Décidément, Georges Bush est le chouchou des sujets documentaires…
Après
Fahrenheit 9/11 de
Michael Moore,
Le Monde Selon Bush, de William Karel, l’Américaine
Christine Rose s’impose avec un nouveau film coup de poing intitulé LIBERTY BOUND. Cette dernière, d’abord activiste dans un parti écologiste, a décidé de faire « circuler l’information occultée ». Son pamphlet anti-Bush témoigne des libertés civiles compromises aux Etats-Unis et surtout marque le cheminement de la politique Bush, et son lien à une certaine forme de fascisme.
La politique américaine étrangère, face au 11 septembre 2001, la guerre en Irak et bien d’autres évènements, s’est déchargée incontestablement grâce à une série de raisons, ou de prétextes, pour justifier ses actions. LIBERTY BOUND se révèle être une mine d’informations et un documentaire réussi tentant de démêler le vrai du faux. Un acte de courage également, si l’on en croit la censure qui commence à gagner « le pays de la liberté ».

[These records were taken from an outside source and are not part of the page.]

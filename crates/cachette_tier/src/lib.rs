//! Core cache tier abstractions for the cachette tiered cache.
//!
//! This crate defines the [`CacheTier`] trait that all storage tiers must satisfy,
//! along with [`CacheEntry`] for storing values with metadata and [`Error`] types for
//! fallible operations.
//!
//! # Overview
//!
//! The tier abstraction separates storage mechanics from caching policy. A tier is a
//! passive container: it stores, retrieves and removes entries, and can sweep entries
//! by tag, but it never decides freshness, promotion or eviction-on-read. Those
//! decisions belong to the orchestrating `cachette` crate.
//!
//! # Implementing a Cache Tier
//!
//! Implement all required methods of [`CacheTier`]:
//!
//! ```
//! use cachette_tier::{CacheEntry, CacheTier, Error};
//! use std::collections::HashMap;
//! use std::sync::RwLock;
//!
//! struct SimpleTier<K, V>(RwLock<HashMap<K, CacheEntry<V>>>);
//!
//! impl<K, V> CacheTier<K, V> for SimpleTier<K, V>
//! where
//!     K: Clone + Eq + std::hash::Hash + Send + Sync,
//!     V: Clone + Send + Sync,
//! {
//!     async fn get(&self, key: &K) -> Result<Option<CacheEntry<V>>, Error> {
//!         Ok(self.0.read().unwrap().get(key).cloned())
//!     }
//!
//!     async fn insert(&self, key: &K, entry: CacheEntry<V>) -> Result<(), Error> {
//!         self.0.write().unwrap().insert(key.clone(), entry);
//!         Ok(())
//!     }
//!
//!     async fn invalidate(&self, key: &K) -> Result<(), Error> {
//!         self.0.write().unwrap().remove(key);
//!         Ok(())
//!     }
//!
//!     async fn invalidate_tags(&self, tags: &[String]) -> Result<u64, Error> {
//!         let mut map = self.0.write().unwrap();
//!         let before = map.len();
//!         map.retain(|_, entry| !entry.has_any_tag(tags));
//!         Ok((before - map.len()) as u64)
//!     }
//!
//!     async fn clear(&self) -> Result<(), Error> {
//!         self.0.write().unwrap().clear();
//!         Ok(())
//!     }
//! }
//! ```

mod entry;
pub mod error;
pub(crate) mod tier;

#[doc(inline)]
pub use entry::CacheEntry;
#[doc(inline)]
pub use error::{Error, Result};
#[doc(inline)]
pub use tier::CacheTier;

Une réussite, frappante par sa qualité de travail d’investigation, par les interventions de l’historien Howard Zinn, du sociologue Michael Parrenti, de l’éditeur Michael Ruppert et de l’activiste Robert Lederman. Tous expliquent leur vision de ce pays avec le recul de leurs travails, essais, recherches. Effrayant…
Ajoutés à cela des témoignages à propos des personnes interrogées par les services secrets,et l’ on peut effectivement douter des libertés civiles. Vient ensuite le coup de grâce avec la reconstitution du 11 septembre 2001 selon la réalisatrice, qui nous ramène une fois de plus au malaise de la politique Bush.
La vraie force de ce documentaire surprenant réside dans le montage, les moments choisis, associés les uns aux autres, qui font un effet-secousse sur le spectateur. Les scènes de l’attentat, vues et revues, venant pour accentuer le propos du film sont terrifiantes, importantes mais un peu asphyxiantes…
Cela dit, toutes les vérités sont bonnes à dire, n’est-ce pas ? Autant de dénonciations, qui redonnent des allures de démocratie à l’empire américain que certains croient sur le déclin. L’enjeu, pour
Christine Rose comme pour
Michael Moore et bien d’autres, est louable et grand : réveiller les citoyens américains jusque-là paralysés dans un silence de désinformation ou encore de manque de connaissance.